The dialogue about water use in California always has an element of the zero sum game  with the three big users vying for the limited supply.  The Delta is often in the middle of the discussion since it is the point where many of the decisions are implemented.  That is, water is either allowed to flow towards the ocean (environmental use) or is diverted for irrigation and municipal use.

Incoming pheasant!

Much of The Delta is at or near sea level including our hunting club Hastings Island Hunting Preserve which is surrounded by levees and sloughs.  There are, however, some rolling hills to the west.  The Montezuma Hills are home to several large wind farms making The Delta not only important to Californians for water but also for power.

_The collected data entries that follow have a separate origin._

//! Gateway entrypoint.
//!
//! Wires the subsystems together: mempool task, executor workers, periodic
//! upkeep, live indexer, reindex workers and the thin HTTP surface, all
//! draining on one cancellation token.

use std::net::SocketAddr;
use std::sync::{Arc, Mutex};
use std::time::Duration;

use tokio_util::task::TaskTracker;
use tower_http::cors;
use tower_http::trace::TraceLayer;

use neon_gateway::chain::SolanaAdapter;
use neon_gateway::config::Config;
use neon_gateway::db::{NeonDb, memory::MemNeonDb, postgres::PgNeonDb};
use neon_gateway::executor::periodic::{PeriodicEnv, run_periodic_task};
use neon_gateway::executor::{ExecutorEnv, spawn_workers};
use neon_gateway::indexer::{Indexer, IndexerConfig, StartSlot, plan_range_list, run_reindex_worker};
use neon_gateway::mempool::{Mempool, MempoolHandle, StuckTxDict, run_mempool_task};
use neon_gateway::resources::{OpResourcePool, ResourceInitializer};
use neon_gateway::rpc::{self, AppState};
use neon_gateway::sig_down::SigDown;
use neon_gateway::strategy::{EmulatorClient, EvmConfigData};
use neon_gateway::telemetry::Telemetry;

#[tokio::main]
async fn main() -> Result<(), Box<dyn std::error::Error>> {
    dotenvy::dotenv().ok();
    let _telemetry = Telemetry::init();
    let config = Config::load();

    let signer_list = match config.operator_signers() {
        Ok(list) => list,
        Err(e) => {
            tracing::error!(error = %e, "operator keys missing or invalid");
            std::process::exit(1);
        }
    };

    let adapter = SolanaAdapter::new(&config.solana_url, config.retry_on_fail);
    let emulator = EmulatorClient::new(config.neon_core_api_url.clone());
    let db: Arc<dyn NeonDb> = match &config.postgres_dsn {
        Some(dsn) => match PgNeonDb::connect(dsn).await {
            Ok(db) => Arc::new(db),
            Err(e) => {
                tracing::error!(error = %e, "database connection failed");
                std::process::exit(1);
            }
        },
        None => {
            tracing::warn!("no POSTGRES_DSN configured, using the in-memory store");
            Arc::new(MemNeonDb::new())
        }
    };

    let sig_down = SigDown::try_new()?;
    let cancel = sig_down.cancellation_token();
    let tracker = TaskTracker::new();

    // EVM-config snapshot: seeded once, refreshed by the periodic task
    let initial_evm_config = emulator
        .get_evm_config()
        .await
        .unwrap_or_else(|e| {
            tracing::warn!(error = %e, "EVM config unavailable at startup, using defaults");
            EvmConfigData::default()
        });
    let (evm_config_tx, evm_config_rx) = tokio::sync::watch::channel(initial_evm_config);

    // mempool task
    let (mempool_handle, mempool_rx) = MempoolHandle::channel(1024);
    let mempool = Mempool::new(
        config.chain_id,
        config.mempool_capacity,
        config.mempool_capacity_high_watermark,
    );
    tracker.spawn(run_mempool_task(mempool, mempool_rx, cancel.clone()));

    // operator resources
    let resources = Arc::new(OpResourcePool::new(
        &signer_list,
        config.resource_cnt_per_signer,
        &config.evm_loader,
    ));
    let evm_config_now = evm_config_rx.borrow().clone();
    let initializer = Arc::new(ResourceInitializer::new(
        adapter.clone(),
        config.evm_loader,
        config.holder_size,
        config.min_operator_balance,
        config.sender_config(),
        evm_config_now.treasury_pool_cnt,
        evm_config_now.treasury_pool_seed.into_bytes(),
        config.cu_limit,
    ));

    // executor workers + periodic upkeep
    let exec_env = ExecutorEnv {
        adapter: adapter.clone(),
        emulator: emulator.clone(),
        mempool: mempool_handle.clone(),
        resources: resources.clone(),
        stuck_dict: Arc::new(Mutex::new(StuckTxDict::new())),
        alt_queue: Arc::new(Mutex::new(Vec::new())),
        evm_config_rx: evm_config_rx.clone(),
        sender_config: config.sender_config(),
        program_id: config.evm_loader,
        default_chain_id: config.chain_id,
        cu_limit: config.cu_limit,
        cu_priority_fee: config.cu_priority_fee,
    };
    spawn_workers(&tracker, exec_env.clone(), config.executor_cnt, cancel.clone());
    tracker.spawn(run_periodic_task(
        PeriodicEnv {
            exec_env,
            db: db.clone(),
            initializer,
            evm_config_tx,
            eviction_timeout_sec: config.mempool_eviction_timeout_sec,
            gas_price_window_min: config.mempool_gas_price_window,
            alt_freeing_depth: config.alt_freeing_depth,
        },
        cancel.clone(),
    ));

    // live indexer
    let (indexer, overlay_rx) = Indexer::new(
        adapter.clone(),
        db.clone(),
        config.evm_loader,
        IndexerConfig {
            start_slot: config.start_slot,
            holder_timeout: config.holder_timeout,
            batch_block_cnt: config.indexer_batch_block_cnt,
            poll_interval: Duration::from_millis(config.indexer_poll_msec),
            alt_freeing_depth: config.alt_freeing_depth,
            overlay_depth: 64,
        },
    );
    tracker.spawn(indexer.run(cancel.clone()));

    // reindex workers over the historical floor
    if let Ok(reindex_start) = config.reindex_start_slot.parse::<StartSlot>() {
        let reindex_floor = match reindex_start {
            StartSlot::Slot(slot) => Some(slot),
            StartSlot::Continue => db.get_finalized_cursor().await.ok().flatten(),
            StartSlot::Latest => None,
        };
        if let (Some(floor), StartSlot::Slot(start)) = (reindex_floor, config.start_slot) {
            let existing = db.get_reindex_range_list().await.unwrap_or_default();
            let range_list = plan_range_list(
                floor,
                start,
                &existing,
                config.reindex_range_len,
                config.reindex_max_range_cnt,
            );
            tracing::info!(cnt = range_list.len(), "reindex ranges planned");
            // one task per reindex thread, ranges distributed round-robin
            let thread_cnt = config.reindex_thread_cnt.max(1);
            let mut buckets: Vec<Vec<_>> = (0..thread_cnt).map(|_| Vec::new()).collect();
            for (idx, range) in range_list.into_iter().enumerate() {
                buckets[idx % thread_cnt].push(range);
            }
            for bucket in buckets.into_iter().filter(|b| !b.is_empty()) {
                let adapter = adapter.clone();
                let db = db.clone();
                let cancel = cancel.clone();
                let program_id = config.evm_loader;
                tracker.spawn(async move {
                    for range in bucket {
                        run_reindex_worker(
                            adapter.clone(),
                            db.clone(),
                            program_id,
                            range,
                            cancel.clone(),
                        )
                        .await;
                    }
                });
            }
        }
    }

    // HTTP surface
    let app_state = Arc::new(AppState {
        mempool: mempool_handle,
        db,
        emulator,
        overlay_rx,
        chain_id: config.chain_id,
    });
    let http_endpoints = axum::Router::new()
        .merge(rpc::routes().with_state(app_state))
        .layer(TraceLayer::new_for_http())
        .layer(
            cors::CorsLayer::new()
                .allow_origin(cors::Any)
                .allow_methods([axum::http::Method::GET, axum::http::Method::POST])
                .allow_headers(cors::Any),
        );

    let addr = SocketAddr::new(config.host, config.port);
    tracing::info!("starting gateway at http://{addr}");
    let listener = tokio::net::TcpListener::bind(addr).await.unwrap_or_else(|e| {
        tracing::error!("failed to bind to {addr}: {e}");
        std::process::exit(1);
    });

    let shutdown_token = cancel.clone();
    axum::serve(listener, http_endpoints)
        .with_graceful_shutdown(async move { shutdown_token.cancelled().await })
        .await?;

    cancel.cancel();
    tracker.close();
    tracker.wait().await;
    Ok(())
}
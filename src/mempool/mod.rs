//! Mempool scheduler.
//!
//! Per-sender nonce-ordered pools with two gas-price priority queues across
//! them: one for *pending* transactions (nonce lines up with chain state)
//! and one for *gapped* ones. The whole structure is owned by a single task
//! and reached through the command channel in [`service`]; nothing here is
//! thread-safe on its own.

mod gas_price;
mod sender_pool;
pub mod service;
mod sorted_queue;
mod stuck_dict;

use std::cmp::Reverse;
use std::collections::HashMap;
use std::sync::Arc;

use alloy_primitives::Address;

use crate::evm::{ExecConfig, NeonTx, NeonTxHash};

pub use gas_price::GasPriceCalculator;
pub use sender_pool::{SenderPool, SenderPoolState};
pub use service::{MempoolHandle, MpCmd, run_mempool_task};
pub use sorted_queue::SortedQueue;
pub use stuck_dict::StuckTxDict;

/// One accepted transaction with its execution bookkeeping.
#[derive(Debug)]
pub struct MpTxEntry {
    pub tx: NeonTx,
    pub exec_cfg: ExecConfig,
    pub chain_id: u64,
}

#[derive(Debug, Clone, PartialEq, Eq, thiserror::Error)]
pub enum MpAddError {
    #[error("already known")]
    AlreadyKnown,
    #[error("replacement transaction underpriced")]
    Underprice,
    #[error("nonce too low: state has {state_tx_cnt}")]
    NonceTooLow { state_tx_cnt: u64 },
    #[error("nonce too high for the mempool capacity")]
    NonceTooHigh,
}

/// Snapshot for `txpool_content`: consecutive vs gapped transactions per
/// sender.
#[derive(Debug, Default)]
pub struct MpContent {
    pub pending_list: Vec<(Address, Vec<Arc<MpTxEntry>>)>,
    pub queued_list: Vec<(Address, Vec<Arc<MpTxEntry>>)>,
}

/// The scheduler state for one chain-id.
pub struct Mempool {
    chain_id: u64,
    capacity: usize,
    watermark: usize,
    min_gas_price: u128,
    entry_map: HashMap<NeonTxHash, Arc<MpTxEntry>>,
    sender_nonce_map: HashMap<(Address, u64), NeonTxHash>,
    pending_queue: SortedQueue<Reverse<u128>, NeonTxHash>,
    gapped_queue: SortedQueue<Reverse<u128>, NeonTxHash>,
    pool_map: HashMap<Address, SenderPool>,
    heartbeat_queue: SortedQueue<u64, Address>,
}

The windmills are often in the background of pictures and videos that I’ve taken while dog training or hunting with Patty at HIHP but we’d never taken an extra few minutes to go explore some of the roads through those hills.

Patty checks out a windmill with Mount Diablo in the distance.

Yesterday, after a great couple of hours of running and pre-season training, Patty and I finally went to have a closer look.  The newest windmills are absolutely massive.  The scale of the entire wind farm is hard to imagine when the monster right beside you is hundreds of feet tall and you can see hundreds of others stretching across the horizon.  Even Mount Diablo, one of the Bay Area’s tallest peak, looks small in the distance relative to these giants.

Windmills in the foreground, Mount Diablo behind.

We only spent a few minutes off of the highway and there are plenty more roads to check out in these hills.  We’ll be back.